Getting now to the second question that Ales asked:
" ... As an example let's take Print function .. where I want to print different data types - integers, strings, decimals etc and each type should be printed differently. Instead of doing the same as you did in previous article, having one method and testing if-elseif-elseif..else for all the types, is it possible to use ActionExpression for calling a method instead of Ast.Call()? I hope ActionExpression could give better performance and caching for this, but I didn't figure out how to do this..."
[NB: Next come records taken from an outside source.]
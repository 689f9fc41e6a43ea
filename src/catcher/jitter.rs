//! Injectable randomness for humanizing delays and onboarding picks.

use rand::Rng;
use std::time::Duration;

pub trait Jitter: Send + Sync {
    /// Uniform pick in `[min_ms, max_ms]`; returns `min_ms` when the range is empty.
    fn pick_ms(&self, min_ms: u64, max_ms: u64) -> u64;

    /// Uniform index in `[0, len)`; `len` is never zero.
    fn pick_index(&self, len: usize) -> usize;

    fn delay(&self, min_ms: u64, max_ms: u64) -> Duration {
        Duration::from_millis(self.pick_ms(min_ms, max_ms))
    }
}

#[derive(Debug, Default, Clone, Copy)]
pub struct RandomJitter;

impl Jitter for RandomJitter {
    fn pick_ms(&self, min_ms: u64, max_ms: u64) -> u64 {
        if max_ms <= min_ms {
            return min_ms;
        }
        rand::rng().random_range(min_ms..=max_ms)
    }

    fn pick_index(&self, len: usize) -> usize {
        if len <= 1 {
            return 0;
        }
        rand::rng().random_range(0..len)
    }
}

/// Deterministic jitter: always the lower bound (or a fixed offset into the range).
#[derive(Debug, Default, Clone, Copy)]
pub struct FixedJitter {
    pub offset_ms: u64,
    pub index: usize,
}

impl FixedJitter {
    pub fn lower_bound() -> Self {
        Self::default()
    }
}

impl Jitter for FixedJitter {
    fn pick_ms(&self, min_ms: u64, max_ms: u64) -> u64 {
        min_ms.saturating_add(self.offset_ms).min(max_ms.max(min_ms))
    }

    fn pick_index(&self, len: usize) -> usize {
        self.index.min(len.saturating_sub(1))
    }
}
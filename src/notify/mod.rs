pub mod payload;
pub mod queue;
pub mod sink;

pub use payload::{CatchReport, EmbedStyle, WebhookEmbed, WebhookPayload};
pub use queue::{NotificationJob, NotificationQueue, QueueSettings};
pub use sink::{DeliveryError, HttpWebhookSink, WebhookSink};

use crate::config::NotificationConfig;
use serde::Serialize;
use std::fmt;
use std::time::Duration;

/// What a notification is about; drives embed color and mention eligibility.
#[derive(Debug, Clone, Copy, PartialEq, Eq, Serialize)]
#[serde(rename_all = "snake_case")]
pub enum Classification {
    Shiny,
    Rare,
    HighIv,
    LowIv,
    Normal,
    Challenge,
    ChallengeSolved,
}

impl Classification {
    pub fn as_str(self) -> &'static str {
        match self {
            Self::Shiny => "shiny",
            Self::Rare => "rare",
            Self::HighIv => "high_iv",
            Self::LowIv => "low_iv",
            Self::Normal => "normal",
            Self::Challenge => "challenge",
            Self::ChallengeSolved => "challenge_solved",
        }
    }

    pub fn color(self) -> u32 {
        match self {
            Self::Shiny => 0x00ff_ff00,
            Self::Rare => 0x00ff_d700,
            Self::HighIv => 0x0080_0080,
            Self::LowIv => 0x0000_00ff,
            Self::Normal => 0x0000_ff00,
            Self::Challenge => 0x00ff_0000,
            Self::ChallengeSolved => 0x0000_ffff,
        }
    }
}

impl fmt::Display for Classification {
    fn fmt(&self, f: &mut fmt::Formatter<'_>) -> fmt::Result {
        f.write_str(self.as_str())
    }
}

/// Turns catch and challenge events into queued webhook jobs.
pub struct Notifier {
    catch_webhook: Option<String>,
    mirror_webhooks: Vec<String>,
    challenge_webhook: Option<String>,
    style: EmbedStyle,
    queue: NotificationQueue,
}

fn configured(url: Option<&String>) -> Option<String> {
    url.map(|u| u.trim().to_string()).filter(|u| !u.is_empty())
}

impl Notifier {
    pub fn new(config: &NotificationConfig, queue: NotificationQueue) -> Self {
        Self {
            catch_webhook: configured(config.catch_webhook.as_ref()),
            mirror_webhooks: config
                .mirror_webhooks
                .iter()
                .filter_map(|url| configured(Some(url)))
                .collect(),
            challenge_webhook: configured(config.challenge_webhook.as_ref()),
            style: EmbedStyle::from_config(config),
            queue,
        }
    }

    pub fn queue(&self) -> &NotificationQueue {
        &self.queue
    }

    /// Queue one job per catch destination. Returns how many were queued.
    pub fn catch(&self, report: &CatchReport) -> usize {
        let classification = report.classification();
        let payload = self.style.wrap(payload::catch_embed(&self.style, report));
        let mut queued = 0;

        if let Some(destination) = &self.catch_webhook {
            self.queue.enqueue(NotificationJob {
                destination: destination.clone(),
                payload: payload.clone(),
                classification,
                mention: classification != Classification::Normal,
            });
            queued += 1;
        }
        for destination in &self.mirror_webhooks {
            self.queue.enqueue(NotificationJob {
                destination: destination.clone(),
                payload: payload.clone(),
                classification,
                mention: false,
            });
            queued += 1;
        }
        queued
    }

    pub fn challenge_detected(&self, account: &str, channel: &str) -> bool {
        let Some(destination) = &self.challenge_webhook else {
            return false;
        };
        let embed = payload::challenge_detected_embed(&self.style, account, channel);
        self.queue.enqueue(NotificationJob {
            destination: destination.clone(),
            payload: self.style.wrap(embed),
            classification: Classification::Challenge,
            mention: true,
        });
        true
    }

    pub fn challenge_solved(&self, account: &str, solver: &str, elapsed: Duration) -> bool {
        let Some(destination) = &self.challenge_webhook else {
            return false;
        };
        let embed = payload::challenge_solved_embed(&self.style, account, solver, elapsed);
        self.queue.enqueue(NotificationJob {
            destination: destination.clone(),
            payload: self.style.wrap(embed),
            classification: Classification::ChallengeSolved,
            mention: false,
        });
        true
    }
}
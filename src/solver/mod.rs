//! Anti-automation challenge solving.

use crate::accounts::Account;
use crate::config::SolverConfig;
use async_trait::async_trait;
use serde_json::{Value, json};
use std::time::Duration;
use thiserror::Error;

#[derive(Debug, Clone, Error, PartialEq)]
pub enum SolverError {
    #[error("challenge solver is not configured")]
    Unavailable,
    #[error("challenge solver rejected the request: {0}")]
    Rejected(String),
    #[error("challenge solver timed out")]
    Timeout,
    #[error("challenge solver request failed: {0}")]
    Network(String),
    #[error("challenge solver returned an unreadable response: {0}")]
    Malformed(String),
}

/// Unblocks an account after a challenge, returning the bypass payload to
/// post into the originating channel.
#[async_trait]
pub trait ChallengeSolver: Send + Sync {
    fn name(&self) -> &str;

    async fn solve(&self, account: &Account) -> Result<String, SolverError>;
}

pub struct HttpChallengeSolver {
    http: reqwest::Client,
    endpoint: String,
    api_key: String,
    bypass_payload: String,
}

impl HttpChallengeSolver {
    /// Returns `None` unless both the URL and key are configured.
    pub fn from_config(config: &SolverConfig) -> anyhow::Result<Option<Self>> {
        let (Some(url), Some(key)) = (
            config.api_url.as_deref().map(str::trim).filter(|u| !u.is_empty()),
            config.api_key.as_deref().map(str::trim).filter(|k| !k.is_empty()),
        ) else {
            return Ok(None);
        };
        Self::new(
            url,
            key,
            Duration::from_secs(config.timeout_secs),
            &config.bypass_payload,
        )
        .map(Some)
    }

    pub fn new(
        api_url: &str,
        api_key: &str,
        timeout: Duration,
        bypass_payload: &str,
    ) -> anyhow::Result<Self> {
        let http = reqwest::Client::builder().timeout(timeout).build()?;
        Ok(Self {
            http,
            endpoint: format!("{}/solve-captcha", api_url.trim_end_matches('/')),
            api_key: api_key.to_string(),
            bypass_payload: bypass_payload.to_string(),
        })
    }

    pub fn endpoint(&self) -> &str {
        &self.endpoint
    }
}

fn is_success_status(value: Option<&Value>) -> bool {
    match value {
        Some(Value::Bool(b)) => *b,
        Some(Value::Number(n)) => n.as_i64() == Some(1),
        Some(Value::String(s)) => {
            matches!(s.trim().to_lowercase().as_str(), "true" | "1" | "success" | "ok")
        }
        _ => false,
    }
}

fn is_success_message(value: Option<&Value>) -> bool {
    let Some(message) = value.and_then(Value::as_str) else {
        return false;
    };
    let message = message.to_lowercase();
    ["captcha solved", "solved successfully", "bypassed", "success"]
        .iter()
        .any(|phrase| message.contains(phrase))
}

fn is_solved(body: &Value) -> bool {
    is_success_status(body.get("status"))
        || is_success_status(body.get("success"))
        || is_success_status(body.get("result"))
        || is_success_message(body.get("message"))
}

#[async_trait]
impl ChallengeSolver for HttpChallengeSolver {
    fn name(&self) -> &str {
        "server-side bypass"
    }

    async fn solve(&self, account: &Account) -> Result<String, SolverError> {
        let Some(credential) = account.credential() else {
            return Err(SolverError::Rejected("account has no credential".into()));
        };

        let resp = self
            .http
            .post(&self.endpoint)
            .header("x-license-key", &self.api_key)
            .json(&json!({ "uid": account.user_id, "token": credential }))
            .send()
            .await
            .map_err(|e| {
                if e.is_timeout() {
                    SolverError::Timeout
                } else {
                    SolverError::Network(e.to_string())
                }
            })?;

        let text = resp.text().await.map_err(|e| {
            if e.is_timeout() {
                SolverError::Timeout
            } else {
                SolverError::Network(e.to_string())
            }
        })?;
        let body: Value =
            serde_json::from_str(&text).map_err(|e| SolverError::Malformed(e.to_string()))?;

        if !is_solved(&body) {
            let message = body
                .get("message")
                .and_then(Value::as_str)
                .unwrap_or("unknown response");
            return Err(SolverError::Rejected(message.to_string()));
        }

        Ok(body
            .get("payload")
            .and_then(Value::as_str)
            .filter(|payload| !payload.trim().is_empty())
            .map_or_else(|| self.bypass_payload.clone(), str::to_string))
    }
}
Good news is that the answer is yes (you can take advantage of dynamic caching even in situations such as this one), but there's a bit of a bad news, which is that while there are few good ways to do it, the perfect way that we envision is not yet implemented, but hopefully will be soon.
Problem One
The first problem is representing the dynamic operation as an Action, and that is where the answer is not quite perfect yet.
Action in DLR represents encoding of the dynamic operation. You can think of it as a "dynamic instruction" of sorts. And as of right now, DLR only recognizes fixed set of Actions. The main kinds are (look into DynamicAction.cs for the enum and the DynamicAction base class):
- DoOperation
- ConvertTo
- GetMember
- SetMember
- DeleteMember
- InvokeMember
- Call
- CreateInstance
Each enum value above then has corresponding class which contains the encoding of the given dynamic operation. For DoOperations, the encoding of the operation is as simple as another enum value (from Operators.cs). There are quite a few of those, including unary and binary operators, slicing, indexing (Get/Set -Item) and many more. The general rule here is that the enum is enough to encode the operation. For our problem, there's one that could somewhat fit, but the fit may not be perfect: CodeRepresentation (inspired by Python's __repr__).
The other kinds of actions are represented via their own classes, depending what data is part of the action's encoding. For example, all *Member actions must contain the name of the member in question, but there is no deep need for actually having 3 classes for Get/Set/Delete, anyway, that's area we are still actively working on and it'll get better.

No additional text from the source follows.